Activity: What is needed is an exact copy of all the entries below.

Stored items
════════

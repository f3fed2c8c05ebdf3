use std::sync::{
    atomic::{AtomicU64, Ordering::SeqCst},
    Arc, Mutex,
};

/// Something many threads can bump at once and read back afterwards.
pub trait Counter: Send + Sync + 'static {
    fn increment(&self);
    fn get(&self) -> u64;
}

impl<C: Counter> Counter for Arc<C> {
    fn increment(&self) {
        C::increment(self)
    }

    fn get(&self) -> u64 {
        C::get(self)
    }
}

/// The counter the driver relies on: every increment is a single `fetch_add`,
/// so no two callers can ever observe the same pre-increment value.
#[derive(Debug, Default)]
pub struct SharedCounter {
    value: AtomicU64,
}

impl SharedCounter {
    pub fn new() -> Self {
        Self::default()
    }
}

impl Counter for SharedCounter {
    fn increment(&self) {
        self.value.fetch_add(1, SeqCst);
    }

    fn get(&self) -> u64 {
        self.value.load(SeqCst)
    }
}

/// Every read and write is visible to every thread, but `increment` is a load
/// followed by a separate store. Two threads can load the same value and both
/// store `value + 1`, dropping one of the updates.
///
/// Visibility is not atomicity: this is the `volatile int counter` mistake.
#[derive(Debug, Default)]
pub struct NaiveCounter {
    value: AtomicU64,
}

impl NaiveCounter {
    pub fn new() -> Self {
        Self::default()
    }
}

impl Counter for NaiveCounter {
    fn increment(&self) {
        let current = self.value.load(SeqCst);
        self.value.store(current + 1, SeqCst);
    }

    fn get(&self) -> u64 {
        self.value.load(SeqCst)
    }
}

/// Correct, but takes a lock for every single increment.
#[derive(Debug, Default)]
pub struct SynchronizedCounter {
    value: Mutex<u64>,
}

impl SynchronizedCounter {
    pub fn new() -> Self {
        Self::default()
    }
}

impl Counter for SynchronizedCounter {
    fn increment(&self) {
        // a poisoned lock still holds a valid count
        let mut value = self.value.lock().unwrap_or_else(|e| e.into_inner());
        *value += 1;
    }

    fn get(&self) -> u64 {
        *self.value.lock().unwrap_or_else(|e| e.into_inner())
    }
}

════════

Written reply:
repository f3fed2c8c05ebdf3
use std::sync::{
    atomic::{AtomicU64, Ordering::SeqCst},
    Arc, Mutex,
};

/// Something many threads can bump at once and read back afterwards.
pub trait Counter: Send + Sync + 'static {
    fn increment(&self);
    fn get(&self) -> u64;
}

impl<C: Counter> Counter for Arc<C> {
    fn increment(&self) {
        C::increment(self)
    }

    fn get(&self) -> u64 {
        C::get(self)
    }
}

/// The counter the driver relies on: every increment is a single `fetch_add`,
/// so no two callers can ever observe the same pre-increment value.
#[derive(Debug, Default)]
pub struct SharedCounter {
    value: AtomicU64,
}

impl SharedCounter {
    pub fn new() -> Self {
        Self::default()
    }
}

impl Counter for SharedCounter {
    fn increment(&self) {
        self.value.fetch_add(1, SeqCst);
    }

    fn get(&self) -> u64 {
        self.value.load(SeqCst)
    }
}

/// Every read and write is visible to every thread, but `increment` is a load
/// followed by a separate store. Two threads can load the same value and both
/// store `value + 1`, dropping one of the updates.
///
/// Visibility is not atomicity: this is the `volatile int counter` mistake.
#[derive(Debug, Default)]
pub struct NaiveCounter {
    value: AtomicU64,
}

impl NaiveCounter {
    pub fn new() -> Self {
        Self::default()
    }
}

impl Counter for NaiveCounter {
    fn increment(&self) {
        let current = self.value.load(SeqCst);
        self.value.store(current + 1, SeqCst);
    }

    fn get(&self) -> u64 {
        self.value.load(SeqCst)
    }
}

/// Correct, but takes a lock for every single increment.
#[derive(Debug, Default)]
pub struct SynchronizedCounter {
    value: Mutex<u64>,
}

impl SynchronizedCounter {
    pub fn new() -> Self {
        Self::default()
    }
}

impl Counter for SynchronizedCounter {
    fn increment(&self) {
        // a poisoned lock still holds a valid count
        let mut value = self.value.lock().unwrap_or_else(|e| e.into_inner());
        *value += 1;
    }

    fn get(&self) -> u64 {
        *self.value.lock().unwrap_or_else(|e| e.into_inner())
    }
}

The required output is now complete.